Czuł się dziwnie. Jakby obudził się z jakiejś śpiączki. Wszystkie kończyny miał ociężałe, a w klatce piersiowej czuł nieprzyjemny ucisk. Nagle wszystko wydawało się takie... - Otworzył oczy i ponownie się rozejrzał. - ...takie wyraźne. Jakby wcześniej patrzył na świat zza jakiejś zasłony. Coś się w nim zmieniło. Ale co?

Poruszył prawą dłonią, czując mrowienie w końcach palców. Uniósł ją powoli i dotknął swojego serca. Wyczuwał jego bicie. Całkiem jakby wcześniej... jakby zapomniał, że je ma.

Ponownie uniósł dłoń i przyjrzał się jej.
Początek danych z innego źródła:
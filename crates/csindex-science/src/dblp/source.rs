use std::fs;
use std::path::{Path, PathBuf};
use std::time::Duration;

use async_trait::async_trait;
use csindex_core::{BibliographySource, IndexError, RawRecord, Researcher};
use tracing::{debug, info};

use crate::dblp::parser::parse_person_records;
use crate::error::{Result, ScienceError};
use crate::http::RateLimitedClient;

pub const DEFAULT_BASE_URL: &str = "https://dblp.org/pid";

/// Researcher records from DBLP, one person document per pid.
///
/// Documents are cached as `<cache_dir>/<Name-With-Dashes>.xml` and reused
/// on later runs. An offline source only reads the cache.
pub struct DblpSource {
    client: Option<RateLimitedClient>,
    base_url: String,
    cache_dir: PathBuf,
}

impl DblpSource {
    pub fn new(
        base_url: &str,
        cache_dir: impl Into<PathBuf>,
        min_interval: Duration,
        timeout: Duration,
    ) -> Result<Self> {
        Ok(Self {
            client: Some(RateLimitedClient::new(min_interval, timeout, 3, "csindex/0.1")?),
            base_url: base_url.trim_end_matches('/').to_string(),
            cache_dir: cache_dir.into(),
        })
    }

    pub fn offline(cache_dir: impl Into<PathBuf>) -> Self {
        Self {
            client: None,
            base_url: DEFAULT_BASE_URL.to_string(),
            cache_dir: cache_dir.into(),
        }
    }

    pub fn cache_dir(&self) -> &Path {
        &self.cache_dir
    }

    pub fn cache_path(&self, researcher: &Researcher) -> PathBuf {
        self.cache_dir.join(format!("{}.xml", researcher.file_stem()))
    }

    /// Cached person document, fetching and storing it on a miss.
    pub async fn fetch_xml(&self, researcher: &Researcher) -> Result<String> {
        let path = self.cache_path(researcher);
        if path.exists() {
            debug!("dblp cache hit for {}", researcher.name);
            return Ok(fs::read_to_string(&path)?);
        }

        let Some(client) = &self.client else {
            return Err(ScienceError::SourceUnavailable(format!(
                "{} is not cached and the source is offline",
                path.display()
            )));
        };

        let url = format!("{}/{}.xml", self.base_url, researcher.pid);
        info!("fetching {url}");
        let xml = client.get(&url).await?;

        fs::create_dir_all(&self.cache_dir)?;
        fs::write(&path, &xml)?;
        Ok(xml)
    }
}

#[async_trait]
impl BibliographySource for DblpSource {
    async fn records(&mut self, researcher: &Researcher) -> csindex_core::Result<Vec<RawRecord>> {
        let xml = self
            .fetch_xml(researcher)
            .await
            .map_err(|e| IndexError::SourceUnavailable {
                researcher: researcher.name.clone(),
                reason: e.to_string(),
            })?;
        parse_person_records(&xml).map_err(|e| {
            IndexError::MalformedSource(format!("{}: {e}", self.cache_path(researcher).display()))
        })
    }
}

#[cfg(test)]
mod tests {
    use super::*;
    use mockito::Server;
    use tempfile::TempDir;

    const XML: &str = r#"<dblpperson name="Ana Silva" pid="12/345" n="1">
<r><inproceedings key="conf/icse/Silva23">
<author>Ana Silva</author><title>T.</title><booktitle>ICSE</booktitle><year>2023</year>
<url>db/conf/icse/icse2023.html#Silva23</url>
</inproceedings></r>
</dblpperson>"#;

    fn ana() -> Researcher {
        Researcher::new("Ana Maria Silva", "UFMG", "12/345")
    }

    #[tokio::test]
    async fn fetches_once_then_reads_cache() {
        let mut server = Server::new_async().await;
        let m = server
            .mock("GET", "/pid/12/345.xml")
            .with_status(200)
            .with_body(XML)
            .expect(1)
            .create_async()
            .await;

        let tmp = TempDir::new().unwrap();
        let mut source = DblpSource::new(
            &format!("{}/pid", server.url()),
            tmp.path().join("dblp"),
            Duration::ZERO,
            Duration::from_secs(5),
        )
        .unwrap();

        let first = source.records(&ana()).await.unwrap();
        let second = source.records(&ana()).await.unwrap();
        assert_eq!(first.len(), 1);
        assert_eq!(first, second);
        assert!(tmp.path().join("dblp/Ana-Maria-Silva.xml").exists());
        m.assert_async().await;
    }

    #[tokio::test]
    async fn offline_miss_is_unavailable() {
        let tmp = TempDir::new().unwrap();
        let mut source = DblpSource::offline(tmp.path());
        let err = source.records(&ana()).await.unwrap_err();
        assert!(matches!(err, IndexError::SourceUnavailable { .. }));
    }

    #[tokio::test]
    async fn offline_reads_existing_document() {
        let tmp = TempDir::new().unwrap();
        fs::write(tmp.path().join("Ana-Maria-Silva.xml"), XML).unwrap();
        let mut source = DblpSource::offline(tmp.path());
        let records = source.records(&ana()).await.unwrap();
        assert_eq!(records[0].kind, "inproceedings");
    }

    #[tokio::test]
    async fn broken_cached_document_is_malformed() {
        let tmp = TempDir::new().unwrap();
        fs::write(tmp.path().join("Ana-Maria-Silva.xml"), "<dblpperson><r><article>").unwrap();
        let mut source = DblpSource::offline(tmp.path());
        let err = source.records(&ana()).await.unwrap_err();
        assert!(err.is_malformed_source());
    }

    #[tokio::test]
    async fn server_error_is_unavailable() {
        let mut server = Server::new_async().await;
        let _m = server
            .mock("GET", "/pid/12/345.xml")
            .with_status(404)
            .create_async()
            .await;

        let tmp = TempDir::new().unwrap();
        let mut source = DblpSource::new(
            &format!("{}/pid", server.url()),
            tmp.path(),
            Duration::ZERO,
            Duration::from_secs(5),
        )
        .unwrap();
        let err = source.records(&ana()).await.unwrap_err();
        assert!(matches!(err, IndexError::SourceUnavailable { .. }));
        assert!(!tmp.path().join("Ana-Maria-Silva.xml").exists());
    }
}
//! The run's single mutable catalogue of accepted papers.
//!
//! Papers are keyed by their stable identifier. Department scores are
//! tracked per (paper, department) pair: every department that contributes a
//! paper is credited with the venue's base score exactly once.

use std::collections::{BTreeMap, HashMap};

use serde::Serialize;
use tracing::trace;

use crate::error::{IndexError, Result};
use crate::models::{BibliographicEntry, CanonicalPaper, Researcher, Weight};
use crate::policy::Classification;
use crate::xref::LinkResolver;

#[derive(Debug, Clone, Copy, PartialEq, Eq, Serialize)]
#[serde(rename_all = "snake_case")]
pub enum Attribution {
    Created,
    Merged,
    AlreadyAttributed,
}

#[derive(Debug, Default)]
pub struct PaperStore {
    papers: HashMap<String, CanonicalPaper>,
    scores: BTreeMap<String, f64>,
    professor_counts: BTreeMap<String, u32>,
    professors: Vec<Researcher>,
}

impl PaperStore {
    pub fn new() -> Self {
        Self::default()
    }

    /// Creates the score and professor-count slots of a department.
    pub fn ensure_department(&mut self, department: &str) {
        self.scores.entry(department.to_string()).or_insert(0.0);
        self.professor_counts
            .entry(department.to_string())
            .or_insert(0);
    }

    pub fn contains(&self, identifier: &str) -> bool {
        self.papers.contains_key(identifier)
    }

    pub fn get(&self, identifier: &str) -> Option<&CanonicalPaper> {
        self.papers.get(identifier)
    }

    pub fn papers(&self) -> impl Iterator<Item = &CanonicalPaper> {
        self.papers.values()
    }

    pub fn len(&self) -> usize {
        self.papers.len()
    }

    pub fn is_empty(&self) -> bool {
        self.papers.is_empty()
    }

    pub fn score(&self, department: &str) -> f64 {
        self.scores.get(department).copied().unwrap_or(0.0)
    }

    pub fn scores(&self) -> &BTreeMap<String, f64> {
        &self.scores
    }

    pub fn professor_counts(&self) -> &BTreeMap<String, u32> {
        &self.professor_counts
    }

    pub fn professors(&self) -> &[Researcher] {
        &self.professors
    }

    /// Records the first sighting of a paper and credits `department`.
    ///
    /// The cross-reference link is resolved here, once per paper. A paper
    /// that is already stored is merged instead.
    pub async fn add_new_paper<R>(
        &mut self,
        classification: &Classification,
        entry: &BibliographicEntry,
        department: &str,
        resolver: &mut R,
    ) -> Result<Attribution>
    where
        R: LinkResolver + ?Sized,
    {
        if self.contains(&classification.identifier) {
            return self.merge(&classification.identifier, department, classification.weight);
        }

        let xref = resolver.resolve(entry.doi.as_deref(), &entry.title).await;
        let paper = CanonicalPaper {
            identifier: classification.identifier.clone(),
            year: classification.year,
            venue: classification.venue.clone(),
            title: entry.title.clone(),
            departments: vec![department.to_string()],
            authors: entry.authors.clone(),
            doi: entry.doi.clone(),
            tier: classification.tier,
            venue_type: classification.venue_type,
            xref,
            citations: None,
        };
        trace!("new paper {} ({})", paper.identifier, paper.venue);
        self.papers.insert(paper.identifier.clone(), paper);
        self.credit(department, classification.weight);
        Ok(Attribution::Created)
    }

    /// Attributes a stored paper to one more department.
    ///
    /// Idempotent: a department already on the paper is neither appended
    /// again nor credited again.
    pub fn merge(&mut self, identifier: &str, department: &str, weight: Weight) -> Result<Attribution> {
        let paper = self
            .papers
            .get_mut(identifier)
            .ok_or_else(|| IndexError::PaperNotFound(identifier.to_string()))?;
        if paper.has_department(department) {
            return Ok(Attribution::AlreadyAttributed);
        }
        paper.departments.push(department.to_string());
        self.credit(department, weight);
        Ok(Attribution::Merged)
    }

    /// Registers a researcher with at least one accepted paper.
    pub fn register_professor(&mut self, researcher: &Researcher) {
        *self
            .professor_counts
            .entry(researcher.department.clone())
            .or_insert(0) += 1;
        self.professors.push(researcher.clone());
    }

    fn credit(&mut self, department: &str, weight: Weight) {
        *self.scores.entry(department.to_string()).or_insert(0.0) += weight.base_score();
    }
}
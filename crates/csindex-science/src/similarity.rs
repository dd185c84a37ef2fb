//! Gestalt pattern matching (Ratcliff/Obershelp) over characters.

/// Similarity of `a` and `b` in `[0, 1]`: twice the number of matched
/// characters over the total length. Two empty strings are identical.
pub fn ratio(a: &str, b: &str) -> f64 {
    let a: Vec<char> = a.chars().collect();
    let b: Vec<char> = b.chars().collect();
    let total = a.len() + b.len();
    if total == 0 {
        return 1.0;
    }
    2.0 * matched_chars(&a, &b) as f64 / total as f64
}

/// Case-insensitive [`ratio`].
pub fn title_ratio(a: &str, b: &str) -> f64 {
    ratio(&a.to_lowercase(), &b.to_lowercase())
}

fn matched_chars(a: &[char], b: &[char]) -> usize {
    let mut matched = 0;
    let mut pending = vec![(0, a.len(), 0, b.len())];
    while let Some((alo, ahi, blo, bhi)) = pending.pop() {
        let (i, j, k) = longest_match(a, b, alo, ahi, blo, bhi);
        if k == 0 {
            continue;
        }
        matched += k;
        if alo < i && blo < j {
            pending.push((alo, i, blo, j));
        }
        if i + k < ahi && j + k < bhi {
            pending.push((i + k, ahi, j + k, bhi));
        }
    }
    matched
}

/// Longest common block of `a[alo..ahi]` and `b[blo..bhi]`, earliest first.
fn longest_match(
    a: &[char],
    b: &[char],
    alo: usize,
    ahi: usize,
    blo: usize,
    bhi: usize,
) -> (usize, usize, usize) {
    let (mut best_i, mut best_j, mut best_k) = (alo, blo, 0);
    let width = bhi - blo + 1;
    let mut prev = vec![0usize; width];
    let mut cur = vec![0usize; width];
    for i in alo..ahi {
        for j in blo..bhi {
            let k = if a[i] == b[j] { prev[j - blo] + 1 } else { 0 };
            cur[j - blo + 1] = k;
            if k > best_k {
                best_i = i + 1 - k;
                best_j = j + 1 - k;
                best_k = k;
            }
        }
        std::mem::swap(&mut prev, &mut cur);
    }
    (best_i, best_j, best_k)
}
Nie wydawała się inna, ale jednak... mrowiła tak dziwnie i miał niejasne wrażenie, że... jest nieco cieplejsza niż reszta ciała. Rozgrzana.

Opuścił ją i podparł się na łokciach, spoglądając w wysokie okna. Na zewnątrz było ciemno. Która mogła być godzina? Ile czasu tu spędził?

Oparł się o wezgłowie łóżka i sięgnął po leżące na stoliku nocnym okulary. Włożył je na nos i spojrzał na wiszący na przeciwległej ścianie, tykający cicho zegar. Było wpół do ósmej wieczorem. To znaczy, że właśnie omijała go kolacja.

Na samą myśl o jedzeniu, jego żołądek skurczył się i zaburczał przeciągle. Po raz pierwszy od tygodnia poczuł się naprawdę głodny.

Może powinien wstać, ubrać się i pójść do Wielkiej Sali?

Jednak w momencie, w którym zaczął rozważać tę możliwość, drzwi szpitala otworzyły się i do środka weszła pani Pomfrey, a zaraz za nią pojawili się Hermiona i Ron.